Your instructions
Each line of the listing that contains the word "ReportKind" is to be copied.
•••
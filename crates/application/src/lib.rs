//! Application layer - Use cases and orchestration
//!
//! Contains command recognition, report formatting, the dispatcher and the
//! port definitions it depends on. Orchestrates domain objects and
//! infrastructure adapters.

pub mod command_parser;
pub mod error;
pub mod ports;
pub mod services;

pub use command_parser::CommandParser;
pub use error::ApplicationError;
pub use ports::*;
pub use services::*;
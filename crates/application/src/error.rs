//! Application-level errors

use domain::{DomainError, ReportKind};
use thiserror::Error;

/// Errors that can occur in the application layer
#[derive(Debug, Error)]
pub enum ApplicationError {
    /// Domain-level error
    #[error(transparent)]
    Domain(#[from] DomainError),

    /// Weather-data source failure (network, parse, upstream error)
    #[error("External service error: {0}")]
    ExternalService(String),

    /// Chat transport failure
    #[error("Messenger error: {0}")]
    Messenger(String),

    /// The weather-data source returned a record of the wrong kind
    #[error("Unexpected record: expected {expected}, got {actual}")]
    UnexpectedRecord {
        /// Requested kind
        expected: ReportKind,
        /// Kind actually returned
        actual: ReportKind,
    },

    /// Configuration error
    #[error("Configuration error: {0}")]
    Configuration(String),

    /// Internal error
    #[error("Internal error: {0}")]
    Internal(String),
}
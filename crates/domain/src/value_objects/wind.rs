//! Surface wind value object

use serde::{Deserialize, Serialize};

/// Reported surface wind
///
/// A direction of `0` means variable; an absent direction means the report
/// carries no wind group (a forecast period with no change in wind).
#[derive(Debug, Clone, Copy, PartialEq, Eq, Default, Serialize, Deserialize)]
pub struct Wind {
    /// Direction the wind blows from, in degrees true
    #[serde(default)]
    pub direction_degrees: Option<u16>,
    /// Sustained speed in knots
    #[serde(default)]
    pub speed_kt: u32,
    /// Gust speed in knots
    #[serde(default)]
    pub gust_kt: Option<u32>,
}

impl Wind {
    /// Create a wind without gusts
    #[must_use]
    pub const fn new(direction_degrees: Option<u16>, speed_kt: u32) -> Self {
        Self {
            direction_degrees,
            speed_kt,
            gust_kt: None,
        }
    }

    /// Add a gust speed
    #[must_use]
    pub const fn with_gust(mut self, gust_kt: u32) -> Self {
        self.gust_kt = Some(gust_kt);
        self
    }

    /// Wind with no direction and no speed
    #[must_use]
    pub const fn is_calm(&self) -> bool {
        matches!(self.direction_degrees, None | Some(0)) && self.speed_kt == 0
    }

    /// Wind with a speed but no fixed direction
    #[must_use]
    pub const fn is_variable(&self) -> bool {
        matches!(self.direction_degrees, None | Some(0)) && self.speed_kt > 0
    }
}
•••
Exercise answer
use domain::{DomainError, ReportKind};
        expected: ReportKind,
        actual: ReportKind,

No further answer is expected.